→ Task directions
Some of the lines below need repeating. Reproduce exactly those between the lines holding "The constant added" and "pub fn try_copy_buffer(buffer: &[i32], len: usize)", inclusive.

→ Input for this task

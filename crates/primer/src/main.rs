//! `primer` binary: runs the default scenario and prints to stdout.
//!
//! Command-line arguments are accepted and ignored.

use std::io;
use std::process::ExitCode;

use primer::engine::{Driver, DriverConfig};
use tracing::{debug, error};

fn main() -> ExitCode {
    primer::logging::init();

    let driver = match Driver::new(DriverConfig::default()) {
        Ok(driver) => driver,
        Err(e) => {
            error!(error = %e, "invalid configuration");
            return ExitCode::FAILURE;
        }
    };

    let stdout = io::stdout();
    let mut out = io::BufWriter::new(stdout.lock());
    match driver.run(&mut out) {
        Ok(report) => {
            debug!(run = %report.run_id, printed = report.printed, "done");
            ExitCode::SUCCESS
        }
        Err(e) => {
            error!(error = %e, "run failed");
            ExitCode::FAILURE
        }
    }
}
//! Arena configuration parameters.

use crate::error::ArenaError;

/// Configuration for [`HeapArena`](crate::HeapArena).
///
/// Caps how much the arena may hold at once. Validated at construction;
/// immutable afterwards.
#[derive(Clone, Debug, PartialEq, Eq)]
pub struct ArenaConfig {
    /// Maximum number of simultaneously live allocations.
    ///
    /// Default: 64. Must be at least 1.
    pub max_allocations: usize,

    /// Maximum number of `i32` elements across all live allocations.
    /// A scalar counts as one element.
    ///
    /// Default: 1_048_576 (4MB). Must be at least 1.
    pub max_elements: usize,
}

impl ArenaConfig {
    /// Default live-allocation cap.
    pub const DEFAULT_MAX_ALLOCATIONS: usize = 64;

    /// Default live-element cap.
    pub const DEFAULT_MAX_ELEMENTS: usize = 1 << 20;

    /// Create a config with the given caps.
    pub fn new(max_allocations: usize, max_elements: usize) -> Self {
        Self {
            max_allocations,
            max_elements,
        }
    }

    /// Check structural invariants.
    pub fn validate(&self) -> Result<(), ArenaError> {
        if self.max_allocations == 0 {
            return Err(ArenaError::InvalidConfig {
                reason: "max_allocations must be at least 1".into(),
            });
        }
        if self.max_elements == 0 {
            return Err(ArenaError::InvalidConfig {
                reason: "max_elements must be at least 1".into(),
            });
        }
        Ok(())
    }

    /// Element cap expressed in bytes.
    pub fn max_bytes(&self) -> usize {
        self.max_elements.saturating_mul(std::mem::size_of::<i32>())
    }
}

impl Default for ArenaConfig {
    fn default() -> Self {
        Self::new(Self::DEFAULT_MAX_ALLOCATIONS, Self::DEFAULT_MAX_ELEMENTS)
    }
}

#[cfg(test)]
mod tests {
    use super::*;

    #[test]
    fn default_element_cap_is_4mb() {
        assert_eq!(ArenaConfig::default().max_bytes(), 4 * 1024 * 1024);
    }

    #[test]
    fn default_is_valid() {
        assert!(ArenaConfig::default().validate().is_ok());
    }

    #[test]
    fn zero_caps_rejected() {
        assert!(matches!(
            ArenaConfig::new(0, 10).validate(),
            Err(ArenaError::InvalidConfig { .. })
        ));
        assert!(matches!(
            ArenaConfig::new(10, 0).validate(),
            Err(ArenaError::InvalidConfig { .. })
        ));
    }
}
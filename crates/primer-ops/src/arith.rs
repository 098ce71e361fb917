//! Constant addition, buffer summation and buffer copy.

use primer_core::{OpsError, Operation};

/// The constant added by [`add_constant`].
pub const ADDEND: i32 = 4;

/// Return `a + 4`, wrapping at the `i32` boundary.
pub fn add_constant(a: i32) -> i32 {
    a.wrapping_add(ADDEND)
}

/// Return `a + 4`, or [`OpsError::Overflow`] if it does not fit in `i32`.
pub fn checked_add_constant(a: i32) -> Result<i32, OpsError> {
    a.checked_add(ADDEND).ok_or(OpsError::Overflow {
        op: Operation::AddConstant,
        input: i128::from(a),
    })
}

/// Sum the first `len` elements of `buffer`, wrapping on overflow.
///
/// # Panics
///
/// Panics if `len > buffer.len()`. Use [`try_sum_buffer`] to get an
/// error instead.
pub fn sum_buffer(buffer: &[i32], len: usize) -> i32 {
    wrapping_sum(&buffer[..len])
}

/// Sum the first `len` elements of `buffer`.
///
/// Returns [`OpsError::LengthExceeded`] when `len` is past the end of
/// the buffer. The sum itself wraps, as in [`sum_buffer`].
pub fn try_sum_buffer(buffer: &[i32], len: usize) -> Result<i32, OpsError> {
    let prefix = checked_prefix(buffer, len, Operation::Sum)?;
    Ok(wrapping_sum(prefix))
}

/// Sum the first `len` elements of `buffer` without wrapping.
///
/// Returns [`OpsError::LengthExceeded`] for an out-of-range `len` and
/// [`OpsError::Overflow`] if the sum leaves `i32`.
pub fn checked_sum_buffer(buffer: &[i32], len: usize) -> Result<i32, OpsError> {
    checked_prefix(buffer, len, Operation::Sum)?
        .iter()
        .try_fold(0i32, |acc, &v| acc.checked_add(v))
        .ok_or(OpsError::Overflow {
            op: Operation::Sum,
            input: i128::from(len as u64),
        })
}

/// Copy the first `len` elements of `buffer` into a new owned buffer.
///
/// The result is a distinct allocation; mutating it never affects
/// `buffer`.
///
/// # Panics
///
/// Panics if `len > buffer.len()`. Use [`try_copy_buffer`] to get an
/// error instead.
pub fn copy_buffer(buffer: &[i32], len: usize) -> Box<[i32]> {
    Box::from(&buffer[..len])
}

/// Checked form of [`copy_buffer`].
pub fn try_copy_buffer(buffer: &[i32], len: usize) -> Result<Box<[i32]>, OpsError> {
    checked_prefix(buffer, len, Operation::Copy).map(Box::from)
}

fn wrapping_sum(values: &[i32]) -> i32 {
    values.iter().fold(0i32, |acc, &v| acc.wrapping_add(v))
}

fn checked_prefix(buffer: &[i32], len: usize, op: Operation) -> Result<&[i32], OpsError> {
    buffer.get(..len).ok_or(OpsError::LengthExceeded {
        op,
        requested: len,
        available: buffer.len(),
    })
}
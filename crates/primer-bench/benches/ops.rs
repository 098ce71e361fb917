//! Criterion micro-benchmarks for the arithmetic helpers.

use criterion::{black_box, criterion_group, criterion_main, Criterion};
use primer_test_utils::filled_buffer;

fn bench_factorial(c: &mut Criterion) {
    c.bench_function("factorial_6", |b| {
        b.iter(|| primer_ops::factorial(black_box(6)))
    });
    c.bench_function("factorial_10k_wrapping", |b| {
        b.iter(|| primer_ops::factorial(black_box(10_000)))
    });
}

fn bench_fib_variant(c: &mut Criterion) {
    c.bench_function("fib_variant_8", |b| {
        b.iter(|| primer_ops::fib_variant(black_box(8)))
    });
    c.bench_function("fib_variant_90", |b| {
        b.iter(|| primer_ops::fib_variant(black_box(90)))
    });
}

/// Benchmark: sum and copy of a 1M-element buffer.
fn bench_buffer_1m(c: &mut Criterion) {
    let buffer = filled_buffer(1 << 20, 14);
    c.bench_function("sum_buffer_1m", |b| {
        b.iter(|| primer_ops::sum_buffer(black_box(&buffer), buffer.len()))
    });
    c.bench_function("copy_buffer_1m", |b| {
        b.iter(|| primer_ops::copy_buffer(black_box(&buffer), buffer.len()))
    });
}

criterion_group!(benches, bench_factorial, bench_fib_variant, bench_buffer_1m);
criterion_main!(benches);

→ Solved exercise
/// The constant added by [`add_constant`].
pub const ADDEND: i32 = 4;

/// Return `a + 4`, wrapping at the `i32` boundary.
pub fn add_constant(a: i32) -> i32 {
    a.wrapping_add(ADDEND)
}

/// Return `a + 4`, or [`OpsError::Overflow`] if it does not fit in `i32`.
pub fn checked_add_constant(a: i32) -> Result<i32, OpsError> {
    a.checked_add(ADDEND).ok_or(OpsError::Overflow {
        op: Operation::AddConstant,
        input: i128::from(a),
    })
}

/// Sum the first `len` elements of `buffer`, wrapping on overflow.
///
/// # Panics
///
/// Panics if `len > buffer.len()`. Use [`try_sum_buffer`] to get an
/// error instead.
pub fn sum_buffer(buffer: &[i32], len: usize) -> i32 {
    wrapping_sum(&buffer[..len])
}

/// Sum the first `len` elements of `buffer`.
///
/// Returns [`OpsError::LengthExceeded`] when `len` is past the end of
/// the buffer. The sum itself wraps, as in [`sum_buffer`].
pub fn try_sum_buffer(buffer: &[i32], len: usize) -> Result<i32, OpsError> {
    let prefix = checked_prefix(buffer, len, Operation::Sum)?;
    Ok(wrapping_sum(prefix))
}

/// Sum the first `len` elements of `buffer` without wrapping.
///
/// Returns [`OpsError::LengthExceeded`] for an out-of-range `len` and
/// [`OpsError::Overflow`] if the sum leaves `i32`.
pub fn checked_sum_buffer(buffer: &[i32], len: usize) -> Result<i32, OpsError> {
    checked_prefix(buffer, len, Operation::Sum)?
        .iter()
        .try_fold(0i32, |acc, &v| acc.checked_add(v))
        .ok_or(OpsError::Overflow {
            op: Operation::Sum,
            input: i128::from(len as u64),
        })
}

/// Copy the first `len` elements of `buffer` into a new owned buffer.
///
/// The result is a distinct allocation; mutating it never affects
/// `buffer`.
///
/// # Panics
///
/// Panics if `len > buffer.len()`. Use [`try_copy_buffer`] to get an
/// error instead.
pub fn copy_buffer(buffer: &[i32], len: usize) -> Box<[i32]> {
    Box::from(&buffer[..len])
}

/// Checked form of [`copy_buffer`].
pub fn try_copy_buffer(buffer: &[i32], len: usize) -> Result<Box<[i32]>, OpsError> {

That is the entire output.